WHAT IS NEEDED ▸ In how many lines of the records does the string "emails" appear? State only the number.

=== Begin Enclosure ===

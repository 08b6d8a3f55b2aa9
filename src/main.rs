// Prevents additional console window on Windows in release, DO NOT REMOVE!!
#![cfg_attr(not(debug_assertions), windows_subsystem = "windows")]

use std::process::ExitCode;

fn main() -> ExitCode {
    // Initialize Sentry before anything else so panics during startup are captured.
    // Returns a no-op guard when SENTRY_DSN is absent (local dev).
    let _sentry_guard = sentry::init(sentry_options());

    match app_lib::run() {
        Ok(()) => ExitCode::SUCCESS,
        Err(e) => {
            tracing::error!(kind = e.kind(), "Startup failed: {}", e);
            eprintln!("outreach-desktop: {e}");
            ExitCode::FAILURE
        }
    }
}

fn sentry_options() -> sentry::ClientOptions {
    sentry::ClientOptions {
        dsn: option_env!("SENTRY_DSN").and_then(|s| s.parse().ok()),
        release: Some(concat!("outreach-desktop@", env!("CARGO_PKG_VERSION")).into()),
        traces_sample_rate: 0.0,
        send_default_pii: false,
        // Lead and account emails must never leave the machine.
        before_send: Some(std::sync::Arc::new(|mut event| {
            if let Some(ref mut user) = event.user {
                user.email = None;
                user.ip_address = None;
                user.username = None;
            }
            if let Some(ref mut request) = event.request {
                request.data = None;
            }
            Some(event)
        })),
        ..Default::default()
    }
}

=== End Enclosure ===
=== Begin Enclosure ===

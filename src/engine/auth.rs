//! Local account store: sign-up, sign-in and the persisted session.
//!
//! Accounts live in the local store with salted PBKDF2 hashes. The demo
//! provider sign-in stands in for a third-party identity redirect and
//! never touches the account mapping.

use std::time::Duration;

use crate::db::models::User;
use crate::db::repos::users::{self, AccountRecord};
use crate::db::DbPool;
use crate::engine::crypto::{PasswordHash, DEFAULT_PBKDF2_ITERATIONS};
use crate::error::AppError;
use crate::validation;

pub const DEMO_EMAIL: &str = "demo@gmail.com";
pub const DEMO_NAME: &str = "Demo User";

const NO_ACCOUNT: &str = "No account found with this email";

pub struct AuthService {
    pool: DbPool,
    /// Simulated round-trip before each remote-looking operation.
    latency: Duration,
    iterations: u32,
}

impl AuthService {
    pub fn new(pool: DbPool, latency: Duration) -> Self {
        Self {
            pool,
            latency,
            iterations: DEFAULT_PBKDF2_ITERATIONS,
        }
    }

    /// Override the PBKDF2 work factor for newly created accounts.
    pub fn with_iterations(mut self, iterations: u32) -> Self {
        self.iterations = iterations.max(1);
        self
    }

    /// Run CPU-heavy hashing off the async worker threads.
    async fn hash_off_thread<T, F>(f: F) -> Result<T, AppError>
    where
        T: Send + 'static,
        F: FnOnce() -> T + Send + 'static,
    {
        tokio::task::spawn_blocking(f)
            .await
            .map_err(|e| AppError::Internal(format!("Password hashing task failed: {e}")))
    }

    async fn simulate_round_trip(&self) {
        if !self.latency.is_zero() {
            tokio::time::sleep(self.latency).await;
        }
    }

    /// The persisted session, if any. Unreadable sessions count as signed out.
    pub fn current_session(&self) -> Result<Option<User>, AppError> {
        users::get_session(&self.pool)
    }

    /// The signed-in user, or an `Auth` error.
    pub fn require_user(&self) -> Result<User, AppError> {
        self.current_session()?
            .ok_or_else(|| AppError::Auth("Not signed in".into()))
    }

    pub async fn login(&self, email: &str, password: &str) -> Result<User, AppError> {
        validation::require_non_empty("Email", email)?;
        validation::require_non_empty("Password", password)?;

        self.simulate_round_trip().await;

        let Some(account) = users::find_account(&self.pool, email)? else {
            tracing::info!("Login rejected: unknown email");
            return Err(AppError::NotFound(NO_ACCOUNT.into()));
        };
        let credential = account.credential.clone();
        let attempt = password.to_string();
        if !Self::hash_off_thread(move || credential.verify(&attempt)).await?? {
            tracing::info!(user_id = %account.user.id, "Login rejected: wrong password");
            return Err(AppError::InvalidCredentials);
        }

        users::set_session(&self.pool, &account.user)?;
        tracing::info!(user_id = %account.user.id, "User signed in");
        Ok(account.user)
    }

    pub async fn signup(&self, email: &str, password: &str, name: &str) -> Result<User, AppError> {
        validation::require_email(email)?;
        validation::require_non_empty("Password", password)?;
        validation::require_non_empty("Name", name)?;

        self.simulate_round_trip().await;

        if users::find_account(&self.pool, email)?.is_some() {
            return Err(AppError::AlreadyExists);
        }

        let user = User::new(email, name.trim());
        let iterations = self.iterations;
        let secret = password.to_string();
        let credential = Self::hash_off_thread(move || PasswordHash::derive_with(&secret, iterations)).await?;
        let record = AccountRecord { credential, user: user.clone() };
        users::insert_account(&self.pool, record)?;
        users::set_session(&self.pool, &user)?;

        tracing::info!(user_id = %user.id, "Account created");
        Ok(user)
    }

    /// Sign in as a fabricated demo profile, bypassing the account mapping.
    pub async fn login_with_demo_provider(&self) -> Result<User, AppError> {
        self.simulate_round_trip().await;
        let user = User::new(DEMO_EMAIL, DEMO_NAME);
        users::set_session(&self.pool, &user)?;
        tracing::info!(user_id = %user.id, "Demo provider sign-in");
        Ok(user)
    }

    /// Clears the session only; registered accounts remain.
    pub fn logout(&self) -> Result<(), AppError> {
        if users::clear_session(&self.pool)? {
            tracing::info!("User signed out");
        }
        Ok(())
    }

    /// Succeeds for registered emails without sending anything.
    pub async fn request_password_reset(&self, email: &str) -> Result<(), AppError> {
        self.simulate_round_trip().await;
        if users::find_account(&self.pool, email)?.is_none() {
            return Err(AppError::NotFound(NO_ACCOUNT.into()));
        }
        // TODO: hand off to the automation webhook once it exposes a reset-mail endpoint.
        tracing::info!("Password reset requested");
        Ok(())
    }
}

=== End Enclosure ===

PROBLEM SOLUTION ▸ 2